- From: William F. Hammond <hammond@csc.albany.edu>
- Date: Mon, 17 Aug 1998 12:34:58 -0400 (EDT)
- To: www-math@w3.org
- Cc: emj@cnsibm.albany.edu
This is close to the draft of an article. I hope that I have purged
all of the typographical errors.
I now notice that I overlooked W3C's "Arena". There are probably
other significant things in the history of math on the web since the
dawn of external applications that I should mention. If so, please
write me.
It is a comment to the list "www-math" with a copy to the list
"emj", and there are a few blind copies.
------------------------------------------------------------------------------
Math on the Web
By William F. Hammond
[1]Michael Hamm <msh210@nyu.edu> writes to www-math@w3.org:
Do any browsers (esp. any versions of Mozilla or MSIE) read the
HTML3 MATH tag and the tags that go in it? Which?

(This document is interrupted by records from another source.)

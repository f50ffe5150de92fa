//! Synchronized Playback of Bitmap Scores
//!
//! This crate drives playback of scores decoded by `pixelscore-core`.
//! Channels advance in lock-step: every scheduling step merges one
//! column pair across all channels, emits the de-duplicated batch
//! through the output sink, waits for the shortest channel duration
//! and silences everything before moving on.
//!
//! Tone emission is a host capability ([`ToneOutput`]); registering a
//! [`StepHandler`] overrides it with a whole-batch callback. Playback
//! runs on its own thread and is controlled cooperatively through the
//! player or a cloned [`PlaybackHandle`].
//!
//! # Example
//! ```
//! use pixelscore_player::{NullTone, ScorePlayer};
//! use pixelscore_core::{PixelGrid, ScoreQueue, PIANO_ROWS};
//! use std::sync::Arc;
//!
//! let mut chunk = PixelGrid::new(2, PIANO_ROWS);
//! chunk.set_pixel(0, 36, 1); // A4
//! chunk.set_pixel(1, 1, 1); // 2ms
//!
//! let player = ScorePlayer::new(Arc::new(NullTone));
//! player.set_image_queue(ScoreQueue::from_channels(vec![vec![chunk]]));
//! player.play().unwrap();
//! while player.is_playing() {
//!     std::thread::yield_now();
//! }
//! ```

#![warn(missing_docs)]

mod control;
mod dispatch;
mod player;
mod sink;

pub use control::{PlaybackHandle, PlaybackState};
pub use dispatch::MAX_PENDING_STEPS;
pub use player::{MAX_STEP_MS, ScorePlayer};
pub use sink::{NullTone, StepHandler, ToneOutput};

// Re-export the decode domain so hosts only need one dependency.
pub use pixelscore_core::{
    PIANO_ROWS, PixelGrid, PixelImage, ScoreError, ScoreQueue, StepBatch, StepEntry,
};

/// Errors raised by playback operations.
#[derive(thiserror::Error, Debug)]
pub enum PlayerError {
    /// The score queue violates the layout contract.
    #[error(transparent)]
    Score(#[from] ScoreError),
}

/// Result alias for playback operations.
pub type Result<T> = std::result::Result<T, PlayerError>;
//! Cross-channel merge.
//!
//! One scheduling step decodes the same column pair from every
//! channel's current chunk and merges the results into a single
//! emission batch. Frequencies are de-duplicated across channels: the
//! first channel (in queue order) to introduce a frequency owns its
//! emission for that step, later duplicates are dropped entirely.
//! Every channel still reports its decoded duration so the scheduler
//! can derive the synchronization quantum.

use crate::decode::decode_frame;
use crate::image::PixelImage;
use crate::pitch::note_frequency;
use crate::score::ScoreQueue;

/// One emitted note within a scheduling step.
#[derive(Debug, Clone, Copy, PartialEq, Eq)]
pub struct StepEntry {
    /// Channel that introduced the frequency.
    pub channel: usize,
    /// Note index, 0..=87.
    pub note: u8,
    /// Frequency rounded to the nearest integer Hz.
    pub frequency_hz: u32,
    /// The owning channel's decoded duration for this step.
    pub duration_ms: u64,
}

/// Merged output of one scheduling step.
#[derive(Debug, Clone, PartialEq, Eq, Default)]
pub struct StepBatch {
    /// Distinct frequencies introduced this step, in channel/row order.
    pub entries: Vec<StepEntry>,
    /// Decoded duration of every channel, indexed by channel id. A
    /// channel contributes here even when all its notes were dropped
    /// as duplicates.
    pub channel_durations: Vec<u64>,
}

impl StepBatch {
    /// Synchronization quantum for this step: the shortest channel
    /// duration, or 0 when there are no channels.
    pub fn wait_ms(&self) -> u64 {
        self.channel_durations.iter().copied().min().unwrap_or(0)
    }
}

/// Merge the column pair at `col` of chunk `chunk` across all channels.
///
/// The queue must satisfy the layout contract
/// ([`ScoreQueue::validate`]); `chunk` and `col` must be in range.
/// Missing chunks decode as silence rather than panicking.
pub fn merge_step<I: PixelImage>(queue: &ScoreQueue<I>, chunk: usize, col: u32) -> StepBatch {
    let mut batch = StepBatch::default();
    let mut seen_hz: Vec<u32> = Vec::new();

    for (channel, chunks) in queue.channels().enumerate() {
        let frame = match chunks.get(chunk) {
            Some(image) => decode_frame(image, col),
            None => Default::default(),
        };
        for &note in &frame.notes {
            let frequency_hz = note_frequency(note).round() as u32;
            if !seen_hz.contains(&frequency_hz) {
                seen_hz.push(frequency_hz);
                batch.entries.push(StepEntry {
                    channel,
                    note,
                    frequency_hz,
                    duration_ms: frame.duration_ms,
                });
            }
        }
        batch.channel_durations.push(frame.duration_ms);
    }
    batch
}

#[cfg(test)]
mod tests {
    use super::*;
    use crate::image::{PIANO_ROWS, PixelGrid};

    fn chunk_with(notes: &[u32], duration_bits: &[u32]) -> PixelGrid {
        let mut grid = PixelGrid::new(2, PIANO_ROWS);
        for &row in notes {
            grid.set_pixel(0, row, 1);
        }
        for &row in duration_bits {
            grid.set_pixel(1, row, 1);
        }
        grid
    }

    #[test]
    fn test_single_channel_batch() {
        // Notes at rows 0 and 12, duration bit at row 1 (2ms).
        let queue = ScoreQueue::from_channels(vec![vec![chunk_with(&[0, 12], &[1])]]);
        let batch = merge_step(&queue, 0, 0);

        assert_eq!(batch.entries.len(), 2);
        assert_eq!(batch.entries[0].note, 0);
        assert_eq!(batch.entries[0].frequency_hz, 55);
        assert_eq!(batch.entries[0].duration_ms, 2);
        assert_eq!(batch.entries[1].note, 12);
        assert_eq!(batch.entries[1].frequency_hz, 110);
        assert_eq!(batch.entries[1].duration_ms, 2);
        assert_eq!(batch.channel_durations, vec![2]);
        assert_eq!(batch.wait_ms(), 2);
    }

    #[test]
    fn test_duplicate_frequency_first_channel_wins() {
        // Both channels sound note 36; only channel 0 emits it, but
        // channel 1's duration still reaches the quantum computation.
        let queue = ScoreQueue::from_channels(vec![
            vec![chunk_with(&[36], &[3])], // 8ms
            vec![chunk_with(&[36], &[1])], // 2ms
        ]);
        let batch = merge_step(&queue, 0, 0);

        assert_eq!(batch.entries.len(), 1);
        assert_eq!(batch.entries[0].channel, 0);
        assert_eq!(batch.entries[0].frequency_hz, 440);
        assert_eq!(batch.entries[0].duration_ms, 8);
        assert_eq!(batch.channel_durations, vec![8, 2]);
        assert_eq!(batch.wait_ms(), 2);
    }

    #[test]
    fn test_distinct_notes_keep_own_channel_duration() {
        let queue = ScoreQueue::from_channels(vec![
            vec![chunk_with(&[36], &[2])], // 4ms
            vec![chunk_with(&[40], &[0])], // 1ms
        ]);
        let batch = merge_step(&queue, 0, 0);

        assert_eq!(batch.entries.len(), 2);
        assert_eq!(batch.entries[0].channel, 0);
        assert_eq!(batch.entries[0].duration_ms, 4);
        assert_eq!(batch.entries[1].channel, 1);
        assert_eq!(batch.entries[1].duration_ms, 1);
        assert_eq!(batch.wait_ms(), 1);
    }

    #[test]
    fn test_silent_channel_contributes_zero_duration() {
        let queue = ScoreQueue::from_channels(vec![
            vec![chunk_with(&[36], &[4])],
            vec![chunk_with(&[], &[])],
        ]);
        let batch = merge_step(&queue, 0, 0);
        assert_eq!(batch.channel_durations, vec![16, 0]);
        assert_eq!(batch.wait_ms(), 0);
    }

    #[test]
    fn test_empty_queue_batch() {
        let queue: ScoreQueue<PixelGrid> = ScoreQueue::new();
        let batch = merge_step(&queue, 0, 0);
        assert!(batch.entries.is_empty());
        assert!(batch.channel_durations.is_empty());
        assert_eq!(batch.wait_ms(), 0);
    }
}
//! Bitmap Score Decoding
//!
//! This crate decodes music authored as bitmap images into discrete
//! note events. A score is a queue of channels; each channel is a
//! sequence of chunk images 88 pixels tall. Images are consumed in
//! column pairs: the first column holds the notes to sound (one piano
//! row per pixel), the second column is a binary duration mask where
//! row `r` contributes `2^r` milliseconds.
//!
//! Decoding is pure and single-threaded. Playback scheduling lives in
//! the `pixelscore-player` crate.
//!
//! # Quick start
//! ```
//! use pixelscore_core::{PixelGrid, ScoreQueue, merge_step, PIANO_ROWS};
//!
//! // One channel, one 2x88 chunk: note row 36 (A4), duration 4ms.
//! let mut chunk = PixelGrid::new(2, PIANO_ROWS);
//! chunk.set_pixel(0, 36, 1);
//! chunk.set_pixel(1, 2, 1);
//!
//! let queue = ScoreQueue::from_channels(vec![vec![chunk]]);
//! queue.validate().unwrap();
//!
//! let batch = merge_step(&queue, 0, 0);
//! assert_eq!(batch.entries[0].frequency_hz, 440);
//! assert_eq!(batch.wait_ms(), 4);
//! ```

#![warn(missing_docs)]

pub mod decode;
pub mod image;
pub mod merge;
pub mod pitch;
pub mod score;

pub use decode::{Frame, decode_frame};
pub use image::{PIANO_ROWS, PixelGrid, PixelImage};
pub use merge::{StepBatch, StepEntry, merge_step};
pub use pitch::{NoteName, note_frequency, note_name};
pub use score::ScoreQueue;

/// Errors raised when a score queue violates the layout contract.
///
/// These are configuration errors: they are detected by
/// [`ScoreQueue::validate`] before playback starts, never deep inside
/// the decode loop.
#[derive(thiserror::Error, Debug, Clone, PartialEq, Eq)]
pub enum ScoreError {
    /// A chunk image has zero width.
    #[error("channel {channel} chunk {chunk} has zero width")]
    ZeroWidth {
        /// Offending channel index.
        channel: usize,
        /// Offending chunk index within the channel.
        chunk: usize,
    },

    /// A chunk image has an odd width; columns come in note/duration pairs.
    #[error("channel {channel} chunk {chunk} has odd width {width} (columns must pair up)")]
    OddWidth {
        /// Offending channel index.
        channel: usize,
        /// Offending chunk index within the channel.
        chunk: usize,
        /// The odd width found.
        width: u32,
    },

    /// A chunk image's width differs from the queue width.
    #[error("channel {channel} chunk {chunk} is {width} px wide, expected {expected}")]
    WidthMismatch {
        /// Offending channel index.
        channel: usize,
        /// Offending chunk index within the channel.
        chunk: usize,
        /// The width found.
        width: u32,
        /// The width established by the first chunk.
        expected: u32,
    },

    /// A chunk image is not exactly [`PIANO_ROWS`] pixels tall.
    #[error("channel {channel} chunk {chunk} is {height} px tall, expected {expected}")]
    BadHeight {
        /// Offending channel index.
        channel: usize,
        /// Offending chunk index within the channel.
        chunk: usize,
        /// The height found.
        height: u32,
        /// Required height (always 88).
        expected: u32,
    },

    /// Channels disagree on chunk count; lock-step playback needs equal lengths.
    #[error("channel {channel} has {chunks} chunks, expected {expected}")]
    RaggedChannels {
        /// Offending channel index.
        channel: usize,
        /// The chunk count found.
        chunks: usize,
        /// The chunk count established by the first channel.
        expected: usize,
    },
}

/// Result alias for score decoding operations.
pub type Result<T> = std::result::Result<T, ScoreError>;
//! Note naming and equal-temperament tuning.
//!
//! Note indices run 0..=87, one per piano key, anchored at index 36 =
//! A4 = 440 Hz. The octave numbering is `ceil(index / 12)` - this is
//! not standard scientific pitch notation, but it is what authored
//! scores rely on, so it is preserved exactly.

/// Chromatic name cycle, starting at A.
const NOTE_NAMES: [&str; 12] = [
    "A", "A#", "B", "C", "C#", "D", "D#", "E", "F", "F#", "G", "G#",
];

/// Reference pitch: note index 36 sounds at 440 Hz.
const A4_INDEX: f64 = 36.0;
const A4_HZ: f64 = 440.0;

/// A note's display name.
#[derive(Debug, Clone, Copy, PartialEq, Eq)]
pub struct NoteName {
    /// Letter plus accidental, e.g. `"A#"`.
    pub name: &'static str,
    /// Octave number, `ceil(index / 12)`.
    pub octave: u32,
}

impl std::fmt::Display for NoteName {
    fn fmt(&self, f: &mut std::fmt::Formatter<'_>) -> std::fmt::Result {
        write!(f, "{}{}", self.name, self.octave)
    }
}

/// Display name for a note index.
///
/// The caller guarantees `note < 88`; larger indices wrap through the
/// name cycle rather than failing.
pub fn note_name(note: u8) -> NoteName {
    NoteName {
        name: NOTE_NAMES[note as usize % 12],
        octave: (u32::from(note) + 11) / 12,
    }
}

/// Frequency in Hz for a note index, un-rounded.
///
/// `440 * 2^((note - 36) / 12)`. Callers that feed tone hardware round
/// to the nearest integer Hz at the call site.
pub fn note_frequency(note: u8) -> f64 {
    A4_HZ * 2f64.powf((f64::from(note) - A4_INDEX) / 12.0)
}

#[cfg(test)]
mod tests {
    use super::*;
    use approx::assert_relative_eq;

    #[test]
    fn test_octave_anchors() {
        assert_relative_eq!(note_frequency(36), 440.0);
        assert_relative_eq!(note_frequency(48), 880.0);
        assert_relative_eq!(note_frequency(24), 220.0);
        // Octave doubling every 12 steps, across the whole range.
        for note in 0..76u8 {
            assert_relative_eq!(
                note_frequency(note + 12),
                note_frequency(note) * 2.0,
                max_relative = 1e-12
            );
        }
    }

    #[test]
    fn test_rounded_extremes() {
        // Lowest and highest keys, rounded as the merger rounds them.
        assert_eq!(note_frequency(0).round() as u32, 55);
        assert_eq!(note_frequency(87).round() as u32, 8372);
    }

    #[test]
    fn test_name_table() {
        // Literal regression of the 12-name cycle and octave formula.
        let expected = [
            "A0", "A#1", "B1", "C1", "C#1", "D1", "D#1", "E1", "F1", "F#1", "G1", "G#1",
        ];
        for (note, want) in expected.iter().enumerate() {
            assert_eq!(note_name(note as u8).to_string(), *want);
        }
        assert_eq!(note_name(12).to_string(), "A1");
        assert_eq!(note_name(36).to_string(), "A3");
        assert_eq!(note_name(87).to_string(), "C8");
    }
}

Thanks.
In a single word, the answer is no.
HTML 3.0 was a [2]1994 W3C draft that never got beyond draft stage and
was quickly superseded by [3]HTML 3.2 and, later, [4]HTML 4, which
contain no provision for mathematics. (Well, one may use "<applet>"
or, better, "<object>"; but that does not really give mathematics
fully reasonable access to the web.)
Subsequent to the demise of math-in-html W3C formed an HTML Math
Working Group whose work led to the creation of MathML, which is now a
[5]W3C recommendation with principal rendering implementations
available currently through (1) [6]WebEq applets under mass market
browsers, (2) the W3C testbed browser (and point-and-click authoring
tool) [7]Amaya, and maybe (I am not up to date) [8]IBM's TechExplorer.
I believe that the source code for Amaya is available for those who
wish to amend it. (For that matter I believe that all of the relevant
source code of [9]Mozilla, the public version of [10]NetScape is
available now, too. I believe that WebEq and TechExplorer are
proprietary with temporary free trials.)
While I understand and accept the reason for the exclusion of the HTML
3.0 math tags from HTML, we have been left with a situation that still
presents a serious barrier to the efficient flow of (unstyled)
content-level mathematical information through the web to robots,
small-screen displays, audio streams, and Braille streams.
For mathematics on the web, there is a sense in which one can say that
there has been very little progress in the last 5 years since it
became possible to have network browsing tools, both under "http" and
"gopher", quickly spawn external applications based on ``mimetype''.
It is unclear how much improvement will arise as things evolve from
the dawn of MathML. My guess is that MathML will serve the needs of
the mathematical, scientific, and engineering communities, while still
permitting the loss of much of what we understand as ``content'' from
many resources on the web when that ``content'' is mathematical in
nature. Of course, provision for these considerations exists in
MathML. The question is how much attention will be paid to it due to
the fact that it is more expensive to handle.
For example, I think that it could very well develop to be at least 10
years before mathematical content can be searched through major web
indexing and cataloging sites in any remotely robust way, while a
great deal more would be possible more cheaply if a few additional
arrangements were made for dealing crudely but faithfully with
mathematical content in basic HTML.
The arrival of the ``bazaar'' model of development in the [11]Mozilla
Project gives one hope that this will happen.
The early long term plan, as I have understood it, of the MathML group
was to rely on the implementation in mass market browsers of the type
of client-side processing that is associated with [12]eXtensible
Markup Language (XML), and, in particular, a type of XML that might be
called ``HTML extended by MathML (presentation tags)''.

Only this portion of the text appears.